A minor problem that we see now is that there are complex user agent strings for the different browsers. It would be more pleasant to view the different browser types and operating systems in a more simple form. That will not be too difficult to achieve with some string parsing code to extract the different browser types and operating systems.

We might also want to break performance and user engagement metrics down by geography since Internet service levels vary from area to area. Also, this will help to identify the areas of local network disruptions, such as packet loss. App Engine and Google Cloud Load Balancer (GCLB) provide additional HTTP headers that allow you to find the user’s geography in terms of country, region, and city. That information can be added using OpenCensus Tags for grouping in Stackdriver.

You may want to investigate other attributes as well, such as payload size, protocol (HTTP, HTTPS, HTTP/2, or QUIC), and network type, each of which can have a big effect on latency. The payload size can be found from the browser JavaScript property PerformanceResourceTiming.transferSize. The protocol information can be found if using a Google Cloud Load Balancer with User Defined Headers. The tls_version header includes the TLS version or QUIC, if it is used. The experimental browser JavaScript Navigator.connection property returns a NetworkInformation object that gives network type, such as ‘cellular’, ‘wifi’, and ‘ethernet.’

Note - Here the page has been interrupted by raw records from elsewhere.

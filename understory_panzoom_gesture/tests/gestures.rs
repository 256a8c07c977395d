// Copyright 2025 the Understory Authors
// SPDX-License-Identifier: Apache-2.0 OR MIT

//! Gesture sequences driven through `GestureTracker` with real geometry.

use kurbo::{Point, Size};
use understory_panzoom_geometry::{BoundsMode, Config, Geometry, PanZoomState, SurfaceMetrics};
use understory_panzoom_gesture::{
    Change, DeltaMode, GestureInput, GesturePhase, GestureTracker, WheelDelta,
};

fn down(pointer: u8, x: f64, y: f64) -> GestureInput<u8> {
    GestureInput::Down {
        pointer,
        position: Point::new(x, y),
    }
}

fn moved(pointer: u8, x: f64, y: f64) -> GestureInput<u8> {
    GestureInput::Move {
        pointer,
        position: Point::new(x, y),
    }
}

#[test]
fn pinch_scenario_zooms_in_with_pan_blocked_throughout() {
    let config = Config {
        bounds: BoundsMode::Off,
        ..Config::default()
    };
    let metrics = SurfaceMetrics::new(Size::new(800.0, 600.0), Size::new(800.0, 600.0));
    let geometry = Geometry::new(&config, metrics).unwrap();
    let mut tracker = GestureTracker::new();
    let mut state = PanZoomState::default();

    tracker.handle(&down(1, 100.0, 100.0), Some(&geometry), &mut state);
    assert!(!tracker.is_pan_blocked());
    tracker.handle(&down(2, 200.0, 100.0), Some(&geometry), &mut state);
    assert!(tracker.is_pan_blocked());

    tracker.handle(&moved(1, 80.0, 100.0), Some(&geometry), &mut state);
    assert!(tracker.is_pan_blocked());
    assert!(state.zoom > 1.0);
    tracker.handle(&moved(2, 220.0, 100.0), Some(&geometry), &mut state);
    assert!(tracker.is_pan_blocked());
    // 40px of spread over 800px of content at pinch speed 4.
    assert!((state.zoom - 1.2).abs() < 1e-9);
}

#[test]
fn diagonal_pinch_uses_euclidean_distance() {
    let config = Config {
        bounds: BoundsMode::Off,
        ..Config::default()
    };
    let metrics = SurfaceMetrics::new(Size::new(800.0, 600.0), Size::new(800.0, 600.0));
    let geometry = Geometry::new(&config, metrics).unwrap();
    let mut tracker = GestureTracker::new();
    let mut state = PanZoomState::default();

    tracker.handle(&down(1, 0.0, 0.0), Some(&geometry), &mut state);
    tracker.handle(&down(2, 30.0, 40.0), Some(&geometry), &mut state);
    assert_eq!(tracker.pinch_baseline().unwrap().distance, 50.0);

    // Vertical spread changes the distance even though x is unchanged.
    tracker.handle(&moved(2, 30.0, 140.0), Some(&geometry), &mut state);
    assert!(state.zoom > 1.0);
}

#[test]
fn third_pointer_is_ignored() {
    let mut tracker = GestureTracker::new();
    let mut state = PanZoomState::default();

    tracker.handle(&down(1, 0.0, 0.0), None, &mut state);
    tracker.handle(&down(2, 10.0, 0.0), None, &mut state);
    let change = tracker.handle(&down(3, 20.0, 0.0), None, &mut state);
    assert_eq!(change, Change::NONE);
    assert_eq!(tracker.pointers().len(), 2);
    assert!(!tracker.pointers().contains(3));
    assert_eq!(tracker.pinch_baseline().unwrap().distance, 10.0);

    // Releasing the ignored pointer does not end the pinch.
    tracker.handle(&GestureInput::Up { pointer: 3 }, None, &mut state);
    assert_eq!(tracker.phase(), GesturePhase::Pinching);
}

#[test]
fn leaving_during_a_pinch_ends_it() {
    let mut tracker = GestureTracker::new();
    let mut state = PanZoomState::default();

    tracker.handle(&down(1, 0.0, 0.0), None, &mut state);
    tracker.handle(&down(2, 10.0, 0.0), None, &mut state);
    tracker.handle(&GestureInput::Leave { pointer: 2 }, None, &mut state);
    assert_eq!(tracker.phase(), GesturePhase::Idle);
    assert_eq!(tracker.pointers().len(), 1);
}

#[test]
fn cancel_ends_a_drag() {
    let mut tracker = GestureTracker::new();
    let mut state = PanZoomState::default();

    tracker.handle(&down(1, 0.0, 0.0), None, &mut state);
    assert_eq!(tracker.phase(), GesturePhase::Panning);
    tracker.handle(&GestureInput::Cancel { pointer: 1 }, None, &mut state);
    assert_eq!(tracker.phase(), GesturePhase::Idle);
    assert!(tracker.drag().is_none());
}

#[test]
fn line_wheel_deltas_are_scaled_before_zooming() {
    let config = Config {
        bounds: BoundsMode::Off,
        ..Config::default()
    };
    let metrics = SurfaceMetrics::new(Size::new(800.0, 600.0), Size::new(800.0, 600.0));
    let geometry = Geometry::new(&config, metrics).unwrap();
    let mut tracker = GestureTracker::<u8>::new();
    let mut state = PanZoomState::default();

    // One line is 16px, which is 16/128 of a step.
    let wheel = GestureInput::Wheel {
        position: Point::new(400.0, 300.0),
        delta: WheelDelta {
            y: 1.0,
            mode: DeltaMode::Line,
        },
    };
    tracker.handle(&wheel, Some(&geometry), &mut state);
    assert_eq!(state.zoom, 0.875);
}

Error counts are another important metric to record. Specifically, HTTP errors in retrieving resources of XMLHTTPRequests and errors in browser JavaScript execution. A sudden increase in error count indicates an application health problem requiring prompt attention.

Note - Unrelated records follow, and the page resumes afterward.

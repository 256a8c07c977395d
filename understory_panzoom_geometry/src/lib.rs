// Copyright 2025 the Understory Authors
// SPDX-License-Identifier: Apache-2.0 OR MIT

// After you edit the crate's doc comment, run this command, then check README.md for any missing links
// cargo rdme --workspace-project=understory_panzoom_geometry --heading-base-level=0

//! Understory Pan/Zoom Geometry: the coordinate math behind pan and zoom.
//!
//! This crate models a *content* surface that is translated and scaled inside
//! a fixed *viewport* surface. It focuses on:
//! - The resolved pan/zoom [`Config`] (zoom limits, steps, speeds, bounds).
//! - The mutable [`PanZoomState`] (`zoom`, `x`, `y`).
//! - [`Geometry`]: zoom sanitizing, bounds clamping, zoom-about-a-point and
//!   conversions between pixel offsets and pan percentages.
//!
//! It does **not** track pointers or apply transforms to anything. Callers
//! measure their surfaces into a [`SurfaceMetrics`] on every update (layout
//! may have changed since the last one) and create a [`Geometry`] from it.
//!
//! ## Minimal example
//!
//! ```rust
//! use kurbo::Size;
//! use understory_panzoom_geometry::{Config, Geometry, PanZoomState, SurfaceMetrics, ZoomLevel};
//!
//! let config = Config::default();
//! let metrics = SurfaceMetrics::new(Size::new(800.0, 600.0), Size::new(1600.0, 1200.0));
//! let geometry = Geometry::new(&config, metrics).expect("non-degenerate metrics");
//!
//! // Fit the content into the viewport and center it.
//! let mut state = PanZoomState::default();
//! let centered = geometry.centered_offset();
//! state.x = centered.x;
//! state.y = centered.y;
//! state.zoom = geometry.sanitize_zoom(ZoomLevel::CONTAIN);
//! geometry.clamp_offsets(&mut state);
//!
//! assert_eq!(state.zoom, 0.5);
//! let pan = geometry.pan_percent(&state);
//! assert!((pan.x - 50.0).abs() < 1e-9);
//! ```
//!
//! ## Design notes
//!
//! - Zoom is uniform and applied about the content's own center.
//! - Degenerate metrics (zero or negative sizes) never produce a
//!   [`Geometry`], so no computation can yield non-finite state.
//! - Out-of-range requests are clamped, never rejected.
//!
//! This crate is `no_std`.

#![no_std]

mod config;
mod geometry;
mod state;

pub use config::{BoundsMode, Config, Fit, ZoomLevel};
pub use geometry::Geometry;
pub use state::{PanPercent, PanZoomState, SurfaceMetrics};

Extending to more Complex Web Applications

The example web page is similar to web sites written in plain HTML or server-side frameworks that generate HTML pages like Java Server Pages, Python with Django, or Go HTML templates. One approach for capturing more user metrics in these regular (multi-page) web applications is to use a DOM selector that will return multiple DOM elements.

The example code sends the analytics data back in a HTTP POST using the Fetch API. However, it may be more appropriate to use the Navigator.sendBeacon() API, which is specially intended for sending small amounts of analytics data to the server, instead. This can avoid potential problems in document unloading. Note that sendBeacon is not supported on all browsers yet.

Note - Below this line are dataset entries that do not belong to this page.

// Copyright 2025 the Understory Authors
// SPDX-License-Identifier: Apache-2.0 OR MIT

use kurbo::Point;

/// Pixels per line for line-based wheel deltas.
pub const LINE_DELTA_PIXELS: f64 = 16.0;

/// Largest zoom change a single wheel event may cause, as a fraction.
pub const MAX_WHEEL_STEP: f64 = 0.25;

/// Unit of a wheel delta.
#[derive(Clone, Copy, Debug, PartialEq, Eq, Default)]
pub enum DeltaMode {
    /// Delta is in pixels.
    #[default]
    Pixel,
    /// Delta is in lines.
    Line,
    /// Delta is in pages (one viewport height).
    Page,
}

/// Vertical wheel movement.
///
/// Negative values scroll up, which zooms in.
#[derive(Clone, Copy, Debug, PartialEq)]
pub struct WheelDelta {
    /// Vertical delta in `mode` units.
    pub y: f64,
    /// Unit of `y`.
    pub mode: DeltaMode,
}

impl WheelDelta {
    /// A delta in pixels.
    pub fn pixels(y: f64) -> Self {
        Self {
            y,
            mode: DeltaMode::Pixel,
        }
    }

    /// A delta in lines.
    pub fn lines(y: f64) -> Self {
        Self {
            y,
            mode: DeltaMode::Line,
        }
    }

    /// A delta in pages.
    pub fn pages(y: f64) -> Self {
        Self {
            y,
            mode: DeltaMode::Page,
        }
    }

    /// Converts the delta to pixels, using `page_height` for page deltas.
    pub fn to_pixels(self, page_height: f64) -> f64 {
        match self.mode {
            DeltaMode::Pixel => self.y,
            DeltaMode::Line => self.y * LINE_DELTA_PIXELS,
            DeltaMode::Page => self.y * page_height,
        }
    }
}

/// Multiplicative zoom factor for a wheel delta in pixels.
///
/// The change is proportional to `speed * delta_y / 128` and capped at
/// [`MAX_WHEEL_STEP`] in either direction. A zero delta yields `1.0`.
pub fn wheel_zoom_factor(delta_y: f64, speed: f64) -> f64 {
    let sign = if delta_y > 0.0 {
        1.0
    } else if delta_y < 0.0 {
        -1.0
    } else {
        return 1.0;
    };
    let step = (speed * delta_y / 128.0).abs().min(MAX_WHEEL_STEP);
    1.0 - sign * step
}

/// One input event, with positions in viewport coordinates.
///
/// Touches are delivered as pointers, one identity per finger. `K` is the
/// host's pointer identity type.
#[derive(Clone, Copy, Debug, PartialEq)]
pub enum GestureInput<K> {
    /// A pointer was pressed or a touch started.
    Down {
        /// Pointer identity.
        pointer: K,
        /// Position of the press.
        position: Point,
    },
    /// A pointer moved.
    Move {
        /// Pointer identity.
        pointer: K,
        /// New position.
        position: Point,
    },
    /// A pointer was released or a touch ended.
    Up {
        /// Pointer identity.
        pointer: K,
    },
    /// The platform cancelled a pointer.
    Cancel {
        /// Pointer identity.
        pointer: K,
    },
    /// A pointer left the viewport.
    Leave {
        /// Pointer identity.
        pointer: K,
    },
    /// The wheel was turned over the viewport.
    Wheel {
        /// Cursor position, used as the zoom anchor.
        position: Point,
        /// Wheel movement.
        delta: WheelDelta,
    },
}

#[cfg(test)]
mod tests {
    use super::{DeltaMode, WheelDelta, wheel_zoom_factor};

    #[test]
    fn wheel_up_zooms_in_capped() {
        assert_eq!(wheel_zoom_factor(-120.0, 1.0), 1.25);
        assert_eq!(wheel_zoom_factor(120.0, 1.0), 0.75);
    }

    #[test]
    fn small_wheel_steps_are_proportional() {
        assert_eq!(wheel_zoom_factor(-16.0, 1.0), 1.125);
        assert_eq!(wheel_zoom_factor(16.0, 0.5), 0.9375);
        assert_eq!(wheel_zoom_factor(0.0, 1.0), 1.0);
    }

    #[test]
    fn delta_modes_convert_to_pixels() {
        assert_eq!(WheelDelta::pixels(3.0).to_pixels(600.0), 3.0);
        assert_eq!(WheelDelta::lines(-3.0).to_pixels(600.0), -48.0);
        assert_eq!(WheelDelta::pages(1.0).to_pixels(600.0), 600.0);
        assert_eq!(WheelDelta::pages(1.0).mode, DeltaMode::Page);
    }
}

Single page applications (SPAs) using frameworks like AngularJS, React, or Vue.js may need a slightly different approach to due to the dynamic nature of the DOM generated. For SPA’s the single HTML page will only be loaded once. Changing views displayed to users in SPAs are enabled by data transferred to and from the server via XMLHttpRequest (AJAX). In that context the relevant metric that should be recorded is the latency of the XMLHttpRequest calls. XMLHttpRequest latency is also captured in the Resource Timing API, so the same basic approach is still applicable. You may want to flush the data to the server on a regular heartbeat, so that an alert can be triggered as soon as a problem occurs.

The Web Fundamentals articles User-centric Performance Metrics and Assessing Loading Performance in Real Life with Navigation and Resource Timing and the Mozilla Developer Connection article Using the Resource Timing API give more details on these aspects of browser JavaScript coding.